▶ [Exercise] Pick out the lines below that contain the string "content" and copy them all.

▶ [Saved entries]
————————

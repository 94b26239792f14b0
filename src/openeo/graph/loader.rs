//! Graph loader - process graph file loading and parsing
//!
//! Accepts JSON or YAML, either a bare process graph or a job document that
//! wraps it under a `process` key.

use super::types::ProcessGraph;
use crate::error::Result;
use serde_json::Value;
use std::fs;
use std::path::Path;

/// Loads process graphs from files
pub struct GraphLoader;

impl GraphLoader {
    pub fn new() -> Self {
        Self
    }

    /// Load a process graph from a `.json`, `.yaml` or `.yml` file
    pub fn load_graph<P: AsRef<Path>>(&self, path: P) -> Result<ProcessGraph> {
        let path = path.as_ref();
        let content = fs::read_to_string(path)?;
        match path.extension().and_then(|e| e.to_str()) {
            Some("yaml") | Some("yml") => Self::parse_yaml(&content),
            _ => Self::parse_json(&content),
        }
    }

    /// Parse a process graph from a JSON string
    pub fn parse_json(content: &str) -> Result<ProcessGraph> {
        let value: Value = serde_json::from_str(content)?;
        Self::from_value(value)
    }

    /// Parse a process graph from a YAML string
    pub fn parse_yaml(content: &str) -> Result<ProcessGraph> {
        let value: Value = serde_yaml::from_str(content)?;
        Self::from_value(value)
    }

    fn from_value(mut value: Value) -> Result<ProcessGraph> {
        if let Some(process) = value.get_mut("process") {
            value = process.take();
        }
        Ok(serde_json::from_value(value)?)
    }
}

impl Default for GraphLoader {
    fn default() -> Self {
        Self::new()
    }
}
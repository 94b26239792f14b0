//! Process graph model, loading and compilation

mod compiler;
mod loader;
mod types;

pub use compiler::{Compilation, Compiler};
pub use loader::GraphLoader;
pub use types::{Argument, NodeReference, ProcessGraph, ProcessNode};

————————

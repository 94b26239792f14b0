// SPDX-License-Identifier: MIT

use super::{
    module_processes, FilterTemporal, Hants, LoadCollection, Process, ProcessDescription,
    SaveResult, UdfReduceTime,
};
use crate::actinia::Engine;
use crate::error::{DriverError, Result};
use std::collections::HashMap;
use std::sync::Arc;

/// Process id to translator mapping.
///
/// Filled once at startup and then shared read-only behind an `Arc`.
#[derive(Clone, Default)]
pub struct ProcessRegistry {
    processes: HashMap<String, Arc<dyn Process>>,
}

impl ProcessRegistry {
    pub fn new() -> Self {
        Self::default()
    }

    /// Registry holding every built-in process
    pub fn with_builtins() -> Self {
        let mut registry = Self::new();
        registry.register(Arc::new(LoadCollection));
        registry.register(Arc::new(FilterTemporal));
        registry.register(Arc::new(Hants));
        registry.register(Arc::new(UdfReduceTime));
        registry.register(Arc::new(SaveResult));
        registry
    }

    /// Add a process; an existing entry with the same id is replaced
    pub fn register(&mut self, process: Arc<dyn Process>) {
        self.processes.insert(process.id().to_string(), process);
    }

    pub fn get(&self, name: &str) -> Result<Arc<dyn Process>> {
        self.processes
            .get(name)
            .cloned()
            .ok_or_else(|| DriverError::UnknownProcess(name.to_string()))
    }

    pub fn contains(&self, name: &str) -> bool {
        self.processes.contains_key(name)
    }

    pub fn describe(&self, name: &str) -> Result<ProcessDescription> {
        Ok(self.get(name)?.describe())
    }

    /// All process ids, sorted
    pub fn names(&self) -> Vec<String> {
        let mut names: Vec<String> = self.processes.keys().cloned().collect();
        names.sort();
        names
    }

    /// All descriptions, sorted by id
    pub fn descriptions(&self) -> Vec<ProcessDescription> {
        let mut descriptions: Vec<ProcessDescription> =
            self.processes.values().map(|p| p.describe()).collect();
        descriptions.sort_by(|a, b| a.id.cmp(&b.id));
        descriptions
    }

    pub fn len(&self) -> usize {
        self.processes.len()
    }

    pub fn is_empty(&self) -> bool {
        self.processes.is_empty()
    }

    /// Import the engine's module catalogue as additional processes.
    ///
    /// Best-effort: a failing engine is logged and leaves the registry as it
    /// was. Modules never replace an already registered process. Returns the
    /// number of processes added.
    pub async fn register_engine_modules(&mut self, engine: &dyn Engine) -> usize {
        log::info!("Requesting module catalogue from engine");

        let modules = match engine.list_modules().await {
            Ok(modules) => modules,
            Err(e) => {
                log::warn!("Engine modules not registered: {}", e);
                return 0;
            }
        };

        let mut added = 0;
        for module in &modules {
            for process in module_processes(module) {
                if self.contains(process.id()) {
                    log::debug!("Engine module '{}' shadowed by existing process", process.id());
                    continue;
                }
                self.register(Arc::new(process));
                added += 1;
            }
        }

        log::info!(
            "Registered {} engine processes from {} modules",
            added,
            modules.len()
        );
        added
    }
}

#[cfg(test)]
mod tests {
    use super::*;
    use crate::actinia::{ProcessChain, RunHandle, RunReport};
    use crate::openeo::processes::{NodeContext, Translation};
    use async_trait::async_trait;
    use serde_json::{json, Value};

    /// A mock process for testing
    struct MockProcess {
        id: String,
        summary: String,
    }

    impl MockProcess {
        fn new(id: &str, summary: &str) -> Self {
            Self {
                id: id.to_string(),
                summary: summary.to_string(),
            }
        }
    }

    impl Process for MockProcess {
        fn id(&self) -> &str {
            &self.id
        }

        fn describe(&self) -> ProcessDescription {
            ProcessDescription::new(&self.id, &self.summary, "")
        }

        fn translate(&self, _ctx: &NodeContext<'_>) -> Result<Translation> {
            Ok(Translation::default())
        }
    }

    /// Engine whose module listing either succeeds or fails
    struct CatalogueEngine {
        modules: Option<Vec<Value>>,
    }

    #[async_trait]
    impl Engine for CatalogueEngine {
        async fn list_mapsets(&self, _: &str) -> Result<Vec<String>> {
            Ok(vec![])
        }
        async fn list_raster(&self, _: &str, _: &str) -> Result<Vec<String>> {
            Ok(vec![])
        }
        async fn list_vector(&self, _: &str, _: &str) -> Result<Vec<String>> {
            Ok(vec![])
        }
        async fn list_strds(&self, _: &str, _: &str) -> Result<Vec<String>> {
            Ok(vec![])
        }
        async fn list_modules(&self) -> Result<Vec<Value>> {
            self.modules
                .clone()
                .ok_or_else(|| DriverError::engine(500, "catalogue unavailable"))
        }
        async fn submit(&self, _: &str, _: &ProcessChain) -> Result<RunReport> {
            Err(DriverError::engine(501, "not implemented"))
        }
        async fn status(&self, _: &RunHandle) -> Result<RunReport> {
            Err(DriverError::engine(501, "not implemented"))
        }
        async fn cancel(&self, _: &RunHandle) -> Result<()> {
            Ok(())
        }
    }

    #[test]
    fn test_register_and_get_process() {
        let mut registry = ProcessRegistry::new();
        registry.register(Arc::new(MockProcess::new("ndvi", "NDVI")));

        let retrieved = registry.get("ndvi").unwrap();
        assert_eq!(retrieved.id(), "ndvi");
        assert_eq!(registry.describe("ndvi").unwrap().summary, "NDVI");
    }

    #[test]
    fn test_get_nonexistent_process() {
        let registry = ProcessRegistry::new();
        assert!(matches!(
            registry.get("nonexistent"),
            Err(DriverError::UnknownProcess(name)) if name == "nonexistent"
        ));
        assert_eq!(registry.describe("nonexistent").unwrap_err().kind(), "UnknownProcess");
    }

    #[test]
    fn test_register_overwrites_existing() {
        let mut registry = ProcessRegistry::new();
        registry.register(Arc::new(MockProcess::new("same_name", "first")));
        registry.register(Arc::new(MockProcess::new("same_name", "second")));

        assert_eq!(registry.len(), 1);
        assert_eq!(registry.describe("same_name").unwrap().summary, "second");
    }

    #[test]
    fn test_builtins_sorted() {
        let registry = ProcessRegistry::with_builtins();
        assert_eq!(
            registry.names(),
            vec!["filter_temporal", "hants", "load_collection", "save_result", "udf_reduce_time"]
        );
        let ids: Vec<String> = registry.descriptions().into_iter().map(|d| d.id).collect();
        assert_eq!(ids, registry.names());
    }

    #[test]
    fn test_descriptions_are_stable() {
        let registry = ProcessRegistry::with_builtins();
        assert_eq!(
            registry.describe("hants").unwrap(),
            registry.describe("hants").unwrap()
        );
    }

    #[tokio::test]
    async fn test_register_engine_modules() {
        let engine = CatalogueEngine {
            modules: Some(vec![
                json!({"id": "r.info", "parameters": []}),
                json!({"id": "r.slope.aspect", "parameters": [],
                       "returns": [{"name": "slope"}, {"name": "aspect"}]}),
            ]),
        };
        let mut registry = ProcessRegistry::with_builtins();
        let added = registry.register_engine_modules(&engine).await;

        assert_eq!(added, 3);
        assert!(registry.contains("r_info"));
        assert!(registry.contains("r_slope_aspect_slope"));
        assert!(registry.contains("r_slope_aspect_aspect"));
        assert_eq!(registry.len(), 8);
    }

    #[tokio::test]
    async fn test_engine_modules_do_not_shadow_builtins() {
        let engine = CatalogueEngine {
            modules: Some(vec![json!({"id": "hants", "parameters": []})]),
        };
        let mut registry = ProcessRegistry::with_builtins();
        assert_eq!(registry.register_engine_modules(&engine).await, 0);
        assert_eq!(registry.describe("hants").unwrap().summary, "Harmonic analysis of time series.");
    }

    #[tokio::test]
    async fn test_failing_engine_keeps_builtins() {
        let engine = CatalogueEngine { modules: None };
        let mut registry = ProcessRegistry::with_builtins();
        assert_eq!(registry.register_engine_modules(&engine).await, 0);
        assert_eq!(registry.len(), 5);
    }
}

————————

▶ [Output for this exercise]
        let content = fs::read_to_string(path)?;
            Some("yaml") | Some("yml") => Self::parse_yaml(&content),
            _ => Self::parse_json(&content),
    pub fn parse_json(content: &str) -> Result<ProcessGraph> {
        let value: Value = serde_json::from_str(content)?;
    pub fn parse_yaml(content: &str) -> Result<ProcessGraph> {
        let value: Value = serde_yaml::from_str(content)?;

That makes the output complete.